Masaaki Kishibe (岸部真明, born January 13, 1964) is an acoustic guitarist from Japan.

==Biography==
Masaaki Kishibe was born in Suita, Osaka, and began studying piano at a young age, eventually picking up the guitar by the time he was 14. Kishibe learned both instruments at a fast pace and ultimately decided he wanted to take learning music more seriously. Throughout the next decade, he formally studied in music schooling, under famed Japanese guitarist, and composer, Isato Nakagawa.
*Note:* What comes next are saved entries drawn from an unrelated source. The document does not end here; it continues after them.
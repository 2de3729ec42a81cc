//! The radio controller: typed operations over the GAIA link.
//!
//! [`RadioController`] owns the transport writer and everything GAIA: it correlates command
//! responses, runs the startup handshake, decodes notifications into typed events, reassembles
//! inbound TNC fragments, and drives the outbound [`TncQueue`].
//!
//! Responses carry no transaction tag, so correlation relies on the link being ordered: issued
//! commands are remembered in FIFO order and a response is matched to the earliest outstanding
//! request with the same command number (unsolicited messages are distinguishable by the
//! notification bit and never enter this path).
//!
//! The startup handshake runs `GET_DEV_INFO` → notification subscriptions → `READ_SETTINGS` →
//! `READ_BSS_SETTINGS` → `READ_RF_CH` for every channel, and announces completion with a single
//! [`RadioEvent::ChannelsLoaded`].
//!
//! [`RadioController`]: struct.RadioController.html
//! [`TncQueue`]: queue/struct.TncQueue.html
//! [`RadioEvent::ChannelsLoaded`]: enum.RadioEvent.html

pub mod queue;

use crate::bytes::*;
use crate::config::Config;
use crate::gaia::reassembly::{fragment, Reassembler, TncFragment, UniqueDataFrame};
use crate::gaia::status::{BssSettings, DevInfo, GpsPosition, HtStatus, RfChannel, Settings};
use crate::gaia::{encode_message, Command, EventType, GaiaMessage, StatusCode};
use crate::time::{NextUpdate, Timer};
use crate::transport::Transport;
use crate::Error;

use self::queue::{SendOutcome, TncPacket, TncQueue};
use alloc::collections::VecDeque;
use alloc::vec::Vec;

/// Notification types subscribed during the handshake, in order.
const SUBSCRIPTIONS: [EventType; 4] = [
    EventType::HtStatusChanged,
    EventType::HtSettingsChanged,
    EventType::DataRxd,
    EventType::PositionChange,
];

/// Progress of the startup handshake.
#[derive(Debug, Copy, Clone, PartialEq, Eq)]
enum InitState {
    Idle,
    AwaitDevInfo,
    Subscribing(usize),
    AwaitSettings,
    AwaitBssSettings,
    LoadingChannels(u8),
    Ready,
}

/// Events produced by the radio controller.
#[derive(Debug, Clone, PartialEq)]
pub enum RadioEvent {
    /// Device descriptor received; the handshake continues.
    DeviceInfo(DevInfo),
    /// The radio's packed status word changed.
    StatusChanged(HtStatus),
    SettingsChanged(Settings),
    BssSettingsChanged(BssSettings),
    PositionChanged(GpsPosition),
    VolumeChanged(u8),
    /// One channel finished loading during the handshake.
    ChannelLoaded(RfChannel),
    /// All channels are loaded; the controller is ready for traffic.
    ChannelsLoaded,
    /// A whole over-the-air frame was reassembled.
    FrameReceived(UniqueDataFrame),
    /// A queued TNC packet was dropped after a non-transient radio error.
    PacketRejected,
    /// The wireless link is gone.
    LinkClosed,
}

/// Binds GAIA commands to typed operations and owns the single transport writer.
pub struct RadioController<C: Config> {
    transport: C::Transport,
    timer: C::Timer,

    init: InitState,
    dev_info: Option<DevInfo>,
    status: Option<HtStatus>,
    settings: Option<Settings>,
    bss_settings: Option<BssSettings>,
    position: Option<GpsPosition>,
    volume: Option<u8>,
    channels: Vec<RfChannel>,

    /// Outstanding requests, oldest first.
    outstanding: VecDeque<Command>,
    reassembler: Reassembler,
    tnc: TncQueue,
    events: VecDeque<RadioEvent>,
}

impl<C: Config> RadioController<C> {
    pub fn new(transport: C::Transport, timer: C::Timer) -> Self {
        RadioController {
            transport,
            timer,
            init: InitState::Idle,
            dev_info: None,
            status: None,
            settings: None,
            bss_settings: None,
            position: None,
            volume: None,
            channels: Vec::new(),
            outstanding: VecDeque::new(),
            reassembler: Reassembler::new(),
            tnc: TncQueue::new(),
            events: VecDeque::new(),
        }
    }

    /// Begins the startup handshake. Call once the link is up.
    pub fn start(&mut self) -> Result<(), Error> {
        self.init = InitState::AwaitDevInfo;
        self.send_request(Command::GetDevInfo, &[])
    }

    /// Whether the handshake has completed.
    pub fn is_ready(&self) -> bool {
        self.init == InitState::Ready
    }

    pub fn dev_info(&self) -> Option<&DevInfo> {
        self.dev_info.as_ref()
    }

    pub fn status(&self) -> Option<&HtStatus> {
        self.status.as_ref()
    }

    pub fn settings(&self) -> Option<&Settings> {
        self.settings.as_ref()
    }

    pub fn bss_settings(&self) -> Option<&BssSettings> {
        self.bss_settings.as_ref()
    }

    pub fn position(&self) -> Option<&GpsPosition> {
        self.position.as_ref()
    }

    pub fn channels(&self) -> &[RfChannel] {
        &self.channels
    }

    /// Returns the next queued event, if any.
    pub fn pop_event(&mut self) -> Option<RadioEvent> {
        self.events.pop_front()
    }

    /// Access to the transport writer, for embedders that manage reconnection.
    pub fn transport_mut(&mut self) -> &mut C::Transport {
        &mut self.transport
    }

    /// Queues an AX.25 frame for over-the-air transmission on the given VFO channel.
    pub fn enqueue_tnc(&mut self, channel_id: u8, data: Vec<u8>) -> Result<(), Error> {
        self.tnc.push(TncPacket { channel_id, data });
        self.pump_tnc()
    }

    pub fn set_volume(&mut self, volume: u8) -> Result<(), Error> {
        self.send_request(Command::SetVolume, &[volume])
    }

    pub fn set_region(&mut self, region: u8) -> Result<(), Error> {
        self.send_request(Command::SetRegion, &[region])
    }

    pub fn request_position(&mut self) -> Result<(), Error> {
        self.send_request(Command::GetPosition, &[])
    }

    /// Reports loss of the wireless link. Pending work is discarded.
    pub fn link_closed(&mut self) {
        self.init = InitState::Idle;
        self.outstanding.clear();
        self.tnc.clear();
        self.events.push_back(RadioEvent::LinkClosed);
    }

    /// When the controller wants `update_timer` called.
    pub fn next_update(&self) -> NextUpdate {
        self.tnc.next_update()
    }

    /// Performs delayed work (the TNC dispatch pauses).
    pub fn update_timer(&mut self) -> Result<(), Error> {
        self.pump_tnc()
    }

    /// Processes one inbound link packet.
    ///
    /// Malformed packets are dropped with a diagnostic; the error is returned for accounting but
    /// the controller remains usable.
    pub fn process_packet(&mut self, packet: &[u8]) -> Result<(), Error> {
        let msg = match GaiaMessage::from_bytes(&mut ByteReader::new(packet)) {
            Ok(msg) => msg,
            Err(e) => {
                warn!("undecodable GAIA packet: {:?}", crate::utils::HexSlice(packet));
                return Err(e);
            }
        };

        if msg.is_notification {
            self.handle_notification(&msg)
        } else {
            self.handle_response(&msg)
        }
    }

    fn send_request(&mut self, command: Command, payload: &[u8]) -> Result<(), Error> {
        let msg = GaiaMessage::request(command, payload.to_vec());
        self.transport.write_packet(&encode_message(&msg))?;
        self.outstanding.push_back(command);
        Ok(())
    }

    fn handle_notification(&mut self, msg: &GaiaMessage) -> Result<(), Error> {
        if msg.command != Command::EventNotification {
            debug!("unhandled notification {:?}", msg.command);
            return Ok(());
        }
        let mut r = ByteReader::new(&msg.payload);
        let event = EventType::from(r.read_u8()?);
        let body = r.read_rest();
        match event {
            EventType::HtStatusChanged => {
                let status = HtStatus::from_payload(body)?;
                self.status = Some(status);
                self.events.push_back(RadioEvent::StatusChanged(status));
                // A status change is the retry opportunity for a deferred TNC head.
                self.tnc.on_status_changed();
                self.pump_tnc()
            }
            EventType::DataRxd => {
                let frag = TncFragment::from_bytes(&mut ByteReader::new(body))?;
                if let Some(mut frame) = self.reassembler.push(&frag) {
                    frame.channel_name = self
                        .channels
                        .iter()
                        .find(|ch| ch.channel_id == frame.channel_id)
                        .map(|ch| ch.name.clone())
                        .unwrap_or_default();
                    trace!(
                        "rx frame on ch {} ({} bytes)",
                        frame.channel_id,
                        frame.data.len()
                    );
                    self.events.push_back(RadioEvent::FrameReceived(frame));
                }
                Ok(())
            }
            EventType::HtSettingsChanged => {
                let settings = Settings::from_payload(body)?;
                self.settings = Some(settings.clone());
                self.events.push_back(RadioEvent::SettingsChanged(settings));
                Ok(())
            }
            EventType::PositionChange => {
                let pos = GpsPosition::from_bytes(&mut ByteReader::new(body))?;
                self.position = Some(pos);
                self.events.push_back(RadioEvent::PositionChanged(pos));
                Ok(())
            }
            other => {
                debug!("ignored event {:?}", other);
                Ok(())
            }
        }
    }

    fn handle_response(&mut self, msg: &GaiaMessage) -> Result<(), Error> {
        let pos = self
            .outstanding
            .iter()
            .position(|&cmd| cmd == msg.command)
            .ok_or_else(|| {
                warn!("response without matching request: {:?}", msg.command);
                Error::InvalidValue
            })?;
        self.outstanding.remove(pos);

        let (status, body) = msg.response_body()?;
        match msg.command {
            Command::HtSendData => self.handle_send_result(status),
            _ if status != StatusCode::Success => {
                warn!("{:?} failed with {:?}", msg.command, status);
                Ok(())
            }
            Command::GetDevInfo => {
                let info = DevInfo::from_bytes(&mut ByteReader::new(body))?;
                self.dev_info = Some(info.clone());
                self.events.push_back(RadioEvent::DeviceInfo(info));
                self.init = InitState::Subscribing(0);
                self.send_request(
                    Command::RegisterNotification,
                    &[u8::from(SUBSCRIPTIONS[0])],
                )
            }
            Command::RegisterNotification => {
                if let InitState::Subscribing(i) = self.init {
                    let next = i + 1;
                    if next < SUBSCRIPTIONS.len() {
                        self.init = InitState::Subscribing(next);
                        self.send_request(
                            Command::RegisterNotification,
                            &[u8::from(SUBSCRIPTIONS[next])],
                        )
                    } else {
                        self.init = InitState::AwaitSettings;
                        self.send_request(Command::ReadSettings, &[])
                    }
                } else {
                    Ok(())
                }
            }
            Command::ReadSettings => {
                let settings = Settings::from_payload(body)?;
                self.settings = Some(settings.clone());
                self.events.push_back(RadioEvent::SettingsChanged(settings));
                if self.init == InitState::AwaitSettings {
                    self.init = InitState::AwaitBssSettings;
                    self.send_request(Command::ReadBssSettings, &[])
                } else {
                    Ok(())
                }
            }
            Command::ReadBssSettings => {
                let bss = BssSettings::from_payload(body)?;
                self.bss_settings = Some(bss.clone());
                self.events.push_back(RadioEvent::BssSettingsChanged(bss));
                if self.init == InitState::AwaitBssSettings {
                    self.load_next_channel(0)
                } else {
                    Ok(())
                }
            }
            Command::ReadRfCh => {
                let channel = RfChannel::from_bytes(&mut ByteReader::new(body))?;
                self.channels.retain(|ch| ch.channel_id != channel.channel_id);
                self.channels.push(channel.clone());
                self.events.push_back(RadioEvent::ChannelLoaded(channel));
                if let InitState::LoadingChannels(i) = self.init {
                    self.load_next_channel(i + 1)
                } else {
                    Ok(())
                }
            }
            Command::GetHtStatus => {
                let status = HtStatus::from_payload(body)?;
                self.status = Some(status);
                self.events.push_back(RadioEvent::StatusChanged(status));
                Ok(())
            }
            Command::GetVolume | Command::SetVolume => {
                if let Ok(v) = ByteReader::new(body).read_u8() {
                    self.volume = Some(v);
                    self.events.push_back(RadioEvent::VolumeChanged(v));
                }
                Ok(())
            }
            Command::GetPosition => {
                let pos = GpsPosition::from_bytes(&mut ByteReader::new(body))?;
                self.position = Some(pos);
                self.events.push_back(RadioEvent::PositionChanged(pos));
                Ok(())
            }
            other => {
                debug!("unhandled response {:?}", other);
                Ok(())
            }
        }
    }

    fn load_next_channel(&mut self, index: u8) -> Result<(), Error> {
        let count = self.dev_info.as_ref().map(|i| i.channel_count).unwrap_or(0);
        if index < count {
            self.init = InitState::LoadingChannels(index);
            self.send_request(Command::ReadRfCh, &[index])
        } else {
            info!("handshake complete, {} channels", self.channels.len());
            self.init = InitState::Ready;
            self.events.push_back(RadioEvent::ChannelsLoaded);
            Ok(())
        }
    }

    fn handle_send_result(&mut self, status: StatusCode) -> Result<(), Error> {
        let now = self.timer.now();
        match self.tnc.on_send_response(status, now) {
            Some(SendOutcome::Sent) | None => {}
            Some(SendOutcome::Deferred) => {
                debug!("TNC busy, holding head for next status change");
            }
            Some(SendOutcome::Rejected(_)) => {
                self.events.push_back(RadioEvent::PacketRejected);
            }
        }
        self.pump_tnc()
    }

    /// Hands the queue head to the radio when the queue permits it.
    fn pump_tnc(&mut self) -> Result<(), Error> {
        let now = self.timer.now();
        let tnc_free = self.status.map(|s| s.tnc_free()).unwrap_or(true);
        if !self.tnc.ready(now, tnc_free) {
            return Ok(());
        }

        let (channel_id, data) = match self.tnc.peek() {
            Some(head) => (head.channel_id, head.data.clone()),
            None => return Ok(()),
        };
        let frags = fragment(channel_id, &data);
        self.tnc.mark_pending(frags.len() as u8);
        for frag in &frags {
            self.send_request(Command::HtSendData, frag)?;
        }
        Ok(())
    }
}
Kishibe would go on to learning a variety of different techniques, as well as music theory, and eventually began composing his own music using the fingerstyle technique.
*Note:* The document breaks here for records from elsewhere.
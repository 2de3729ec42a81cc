//! AX.25 frame structures and the wire codec.
//!
//! A frame is the address field, a control field, an optional PID octet (I and UI frames only)
//! and the information payload. The control field is one octet in modulo-8 operation and, for I
//! and S frames, two octets in modulo-128 operation:
//!
//! ```notrust
//! mod 8         7   6   5   4   3   2   1   0
//!   I frame   |     N(R)    | P |   N(S)    | 0 |
//!   S frame   |     N(R)    |P/F| S   S | 0   1 |
//!   U frame   | M   M   M |P/F| M   M | 1   1 |
//!
//! mod 128 (I/S)    first octet        second octet
//!   I frame   |   N(S)        | 0 |  |   N(R)      | P |
//!   S frame   | 0 0 0 0 S S 0 1 |  |   N(R)      |P/F|
//! ```
//!
//! No FCS is present on this transport; the radio's TNC owns it.

use super::seq_num::{Modulus, SeqNum};
use super::AddressField;
use crate::bytes::*;
use crate::gaia::status::ChannelName;
use crate::Error;
use alloc::vec::Vec;

/// PID value for traffic with no layer-3 protocol (all of this stack's connected traffic).
pub const PID_NO_L3: u8 = 0xF0;

/// Supervisory frame kinds.
#[derive(Debug, Copy, Clone, PartialEq, Eq)]
pub enum SFormat {
    /// Receive Ready: acknowledgement, receiver not busy.
    Rr,
    /// Receive Not Ready: acknowledgement, receiver busy.
    Rnr,
    /// Reject: request retransmission starting at N(R).
    Rej,
    /// Selective Reject (decoded but never sent by this stack).
    Srej,
}

impl SFormat {
    fn bits(self) -> u8 {
        match self {
            SFormat::Rr => 0b00,
            SFormat::Rnr => 0b01,
            SFormat::Rej => 0b10,
            SFormat::Srej => 0b11,
        }
    }

    fn from_bits(bits: u8) -> Self {
        match bits & 0b11 {
            0b00 => SFormat::Rr,
            0b01 => SFormat::Rnr,
            0b10 => SFormat::Rej,
            _ => SFormat::Srej,
        }
    }
}

/// Unnumbered frame kinds.
#[derive(Debug, Copy, Clone, PartialEq, Eq)]
pub enum UFormat {
    Sabm,
    Sabme,
    Ua,
    Disc,
    Dm,
    Ui,
    Frmr,
    Xid,
    Test,
}

impl UFormat {
    /// The control octet with the P/F bit cleared.
    fn base(self) -> u8 {
        match self {
            UFormat::Sabm => 0x2F,
            UFormat::Sabme => 0x6F,
            UFormat::Ua => 0x63,
            UFormat::Disc => 0x43,
            UFormat::Dm => 0x0F,
            UFormat::Ui => 0x03,
            UFormat::Frmr => 0x87,
            UFormat::Xid => 0xAF,
            UFormat::Test => 0xE3,
        }
    }

    fn from_base(base: u8) -> Result<Self, Error> {
        Ok(match base {
            0x2F => UFormat::Sabm,
            0x6F => UFormat::Sabme,
            0x63 => UFormat::Ua,
            0x43 => UFormat::Disc,
            0x0F => UFormat::Dm,
            0x03 => UFormat::Ui,
            0x87 => UFormat::Frmr,
            0xAF => UFormat::Xid,
            0xE3 => UFormat::Test,
            _ => return Err(Error::InvalidValue),
        })
    }
}

/// Decoded control field.
#[derive(Debug, Copy, Clone, PartialEq, Eq)]
pub enum Control {
    I {
        ns: SeqNum,
        nr: SeqNum,
        poll: bool,
    },
    S {
        format: SFormat,
        nr: SeqNum,
        poll_final: bool,
    },
    U {
        format: UFormat,
        poll_final: bool,
    },
}

impl Control {
    /// Whether a PID octet follows this control field.
    pub fn has_pid(&self) -> bool {
        match self {
            Control::I { .. } => true,
            Control::U {
                format: UFormat::Ui,
                ..
            } => true,
            _ => false,
        }
    }

    fn encode(&self, writer: &mut ByteWriter<'_>, modulus: Modulus) -> Result<(), Error> {
        match (*self, modulus) {
            (Control::I { ns, nr, poll }, Modulus::Eight) => writer.write_u8(
                (nr.value() << 5) | ((poll as u8) << 4) | (ns.value() << 1),
            ),
            (Control::I { ns, nr, poll }, Modulus::OneTwentyEight) => {
                writer.write_u8(ns.value() << 1)?;
                writer.write_u8((nr.value() << 1) | poll as u8)
            }
            (
                Control::S {
                    format,
                    nr,
                    poll_final,
                },
                Modulus::Eight,
            ) => writer.write_u8(
                (nr.value() << 5) | ((poll_final as u8) << 4) | (format.bits() << 2) | 0b01,
            ),
            (
                Control::S {
                    format,
                    nr,
                    poll_final,
                },
                Modulus::OneTwentyEight,
            ) => {
                writer.write_u8((format.bits() << 2) | 0b01)?;
                writer.write_u8((nr.value() << 1) | poll_final as u8)
            }
            (Control::U { format, poll_final }, _) => {
                writer.write_u8(format.base() | ((poll_final as u8) << 4))
            }
        }
    }

    fn decode(bytes: &mut ByteReader<'_>, modulus: Modulus) -> Result<Self, Error> {
        let first = bytes.read_u8()?;
        if first & 0b01 == 0 {
            // I frame
            return Ok(match modulus {
                Modulus::Eight => Control::I {
                    ns: SeqNum::new(first >> 1, modulus),
                    nr: SeqNum::new(first >> 5, modulus),
                    poll: first & 0x10 != 0,
                },
                Modulus::OneTwentyEight => {
                    let second = bytes.read_u8()?;
                    Control::I {
                        ns: SeqNum::new(first >> 1, modulus),
                        nr: SeqNum::new(second >> 1, modulus),
                        poll: second & 0x01 != 0,
                    }
                }
            });
        }
        if first & 0b11 == 0b01 {
            // S frame
            return Ok(match modulus {
                Modulus::Eight => Control::S {
                    format: SFormat::from_bits(first >> 2),
                    nr: SeqNum::new(first >> 5, modulus),
                    poll_final: first & 0x10 != 0,
                },
                Modulus::OneTwentyEight => {
                    let second = bytes.read_u8()?;
                    Control::S {
                        format: SFormat::from_bits(first >> 2),
                        nr: SeqNum::new(second >> 1, modulus),
                        poll_final: second & 0x01 != 0,
                    }
                }
            });
        }
        Ok(Control::U {
            format: UFormat::from_base(first & !0x10)?,
            poll_final: first & 0x10 != 0,
        })
    }
}

/// One decoded AX.25 frame, plus the local channel tag it arrived on.
#[derive(Debug, Clone, PartialEq, Eq)]
pub struct Ax25Frame {
    pub addresses: AddressField,
    pub control: Control,
    /// Present on I and UI frames only.
    pub pid: Option<u8>,
    pub payload: Vec<u8>,
    /// VFO channel the frame arrived on (or should leave on). Not part of the wire format.
    pub channel_id: u8,
    /// Decoded channel name, informational.
    pub channel_name: ChannelName,
}

impl Ax25Frame {
    /// Builds a UI frame ("no layer 3" unless a PID is given).
    pub fn ui(addresses: AddressField, pid: u8, payload: Vec<u8>) -> Self {
        Ax25Frame {
            addresses,
            control: Control::U {
                format: UFormat::Ui,
                poll_final: false,
            },
            pid: Some(pid),
            payload,
            channel_id: 0,
            channel_name: ChannelName::new(),
        }
    }

    /// Builds a payload-less control frame.
    pub fn control(addresses: AddressField, control: Control) -> Self {
        let pid = if control.has_pid() {
            Some(PID_NO_L3)
        } else {
            None
        };
        Ax25Frame {
            addresses,
            control,
            pid,
            payload: Vec::new(),
            channel_id: 0,
            channel_name: ChannelName::new(),
        }
    }

    /// Parses a frame, interpreting sequenced control fields under `modulus`.
    pub fn parse(data: &[u8], modulus: Modulus) -> Result<Self, Error> {
        let mut r = ByteReader::new(data);
        let addresses = AddressField::from_bytes(&mut r)?;
        let control = Control::decode(&mut r, modulus)?;
        let pid = if control.has_pid() {
            Some(r.read_u8()?)
        } else {
            None
        };
        Ok(Ax25Frame {
            addresses,
            control,
            pid,
            payload: r.read_rest().to_vec(),
            channel_id: 0,
            channel_name: ChannelName::new(),
        })
    }

    /// Encodes the frame for the TNC under `modulus`.
    pub fn encode(&self, modulus: Modulus) -> Vec<u8> {
        struct Enc<'f>(&'f Ax25Frame, Modulus);
        impl ToBytes for Enc<'_> {
            fn to_bytes(&self, writer: &mut ByteWriter<'_>) -> Result<(), Error> {
                self.0.addresses.to_bytes(writer)?;
                self.0.control.encode(writer, self.1)?;
                if let Some(pid) = self.0.pid {
                    writer.write_u8(pid)?;
                }
                writer.write_slice(&self.0.payload)
            }
        }

        let cap = 7 * (2 + self.addresses.digipeaters.len()) + 3 + self.payload.len();
        encode_to_vec(&Enc(self, modulus), cap).unwrap()
    }
}

#[cfg(test)]
mod tests {
    use super::*;
    use crate::ax25::Callsign;

    fn addrs() -> AddressField {
        AddressField::direct(
            Callsign::parse("N0CALL-7").unwrap(),
            Callsign::parse("W1AW-2").unwrap(),
        )
    }

    fn sn(v: u8, m: Modulus) -> SeqNum {
        SeqNum::new(v, m)
    }

    #[test]
    fn u_frame_control_bytes() {
        for (format, base) in [
            (UFormat::Sabm, 0x2F),
            (UFormat::Sabme, 0x6F),
            (UFormat::Ua, 0x63),
            (UFormat::Disc, 0x43),
            (UFormat::Dm, 0x0F),
            (UFormat::Ui, 0x03),
            (UFormat::Frmr, 0x87),
            (UFormat::Xid, 0xAF),
            (UFormat::Test, 0xE3),
        ]
        .iter()
        {
            let frame = Ax25Frame::control(
                addrs(),
                Control::U {
                    format: *format,
                    poll_final: true,
                },
            );
            let bytes = frame.encode(Modulus::Eight);
            assert_eq!(bytes[14], *base | 0x10, "{:?}", format);
        }

        // UA with F=1 is the classic 0x73.
        let ua = Ax25Frame::control(
            addrs(),
            Control::U {
                format: UFormat::Ua,
                poll_final: true,
            },
        );
        assert_eq!(ua.encode(Modulus::Eight)[14], 0x73);
        // DISC with P=1 is 0x53.
        let disc = Ax25Frame::control(
            addrs(),
            Control::U {
                format: UFormat::Disc,
                poll_final: true,
            },
        );
        assert_eq!(disc.encode(Modulus::Eight)[14], 0x53);
    }

    #[test]
    fn roundtrip_all_mod8() {
        let m = Modulus::Eight;
        let mut frames = alloc::vec::Vec::new();
        for ns in 0..8 {
            for nr in 0..8 {
                for poll in [false, true].iter() {
                    frames.push(Ax25Frame {
                        addresses: addrs(),
                        control: Control::I {
                            ns: sn(ns, m),
                            nr: sn(nr, m),
                            poll: *poll,
                        },
                        pid: Some(PID_NO_L3),
                        payload: alloc::vec![ns, nr],
                        channel_id: 0,
                        channel_name: ChannelName::new(),
                    });
                }
            }
        }
        for format in [SFormat::Rr, SFormat::Rnr, SFormat::Rej, SFormat::Srej].iter() {
            for nr in 0..8 {
                frames.push(Ax25Frame::control(
                    addrs(),
                    Control::S {
                        format: *format,
                        nr: sn(nr, m),
                        poll_final: nr % 2 == 0,
                    },
                ));
            }
        }
        for frame in &frames {
            let bytes = frame.encode(m);
            assert_eq!(&Ax25Frame::parse(&bytes, m).unwrap(), frame);
        }
    }

    #[test]
    fn roundtrip_mod128() {
        let m = Modulus::OneTwentyEight;
        for ns in [0u8, 1, 63, 127].iter() {
            for nr in [0u8, 42, 127].iter() {
                let frame = Ax25Frame {
                    addresses: addrs(),
                    control: Control::I {
                        ns: sn(*ns, m),
                        nr: sn(*nr, m),
                        poll: ns == nr,
                    },
                    pid: Some(PID_NO_L3),
                    payload: alloc::vec![0xAA],
                    channel_id: 0,
                    channel_name: ChannelName::new(),
                };
                let bytes = frame.encode(m);
                assert_eq!(Ax25Frame::parse(&bytes, m).unwrap(), frame);
            }
        }

        let rej = Ax25Frame::control(
            addrs(),
            Control::S {
                format: SFormat::Rej,
                nr: sn(100, m),
                poll_final: true,
            },
        );
        let bytes = rej.encode(m);
        // Two-octet control: 0b1001 in the first, N(R)/F in the second.
        assert_eq!(bytes[14], 0b1001);
        assert_eq!(bytes[15], (100 << 1) | 1);
        assert_eq!(Ax25Frame::parse(&bytes, m).unwrap(), rej);
    }

    #[test]
    fn ui_frame_carries_pid() {
        let frame = Ax25Frame::ui(addrs(), PID_NO_L3, b"hello".to_vec());
        let bytes = frame.encode(Modulus::Eight);
        assert_eq!(bytes[14], 0x03);
        assert_eq!(bytes[15], 0xF0);
        assert_eq!(&bytes[16..], b"hello");
        let back = Ax25Frame::parse(&bytes, Modulus::Eight).unwrap();
        assert_eq!(back.payload, b"hello");
        assert_eq!(back.pid, Some(PID_NO_L3));
    }

    #[test]
    fn garbage_control_rejected() {
        let mut bytes = Ax25Frame::control(
            addrs(),
            Control::U {
                format: UFormat::Ua,
                poll_final: false,
            },
        )
        .encode(Modulus::Eight);
        bytes[14] = 0b0110_0111; // U frame with unassigned modifier
        assert!(Ax25Frame::parse(&bytes, Modulus::Eight).is_err());
    }
}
In 1990, Masaaki Kishibe became a student at Berklee College of Music in Boston, Massachusetts, and moved to the United States to pursue his studies; however, having no ultimate objective in where to direct his study attention, he failed to graduate, and returned to Japan, though still humbled by his experiences in the U.S. He continued to teach himself fingerstyle guitar playing, and began to write his own compositions.

In 1995, Kishibe wrote and recorded his first record, "Truth," to which he attempted to display his own personality through guitar composition and playing. While the works included many pieces that are memorable, and are cherished fan favorites, it was considered an album that had maturing to fulfill in his writing style.

Over the next four years, Kishibe would continue to improve his playing ability, as well as his writing ability, and the results came to 1999's "Growing Up".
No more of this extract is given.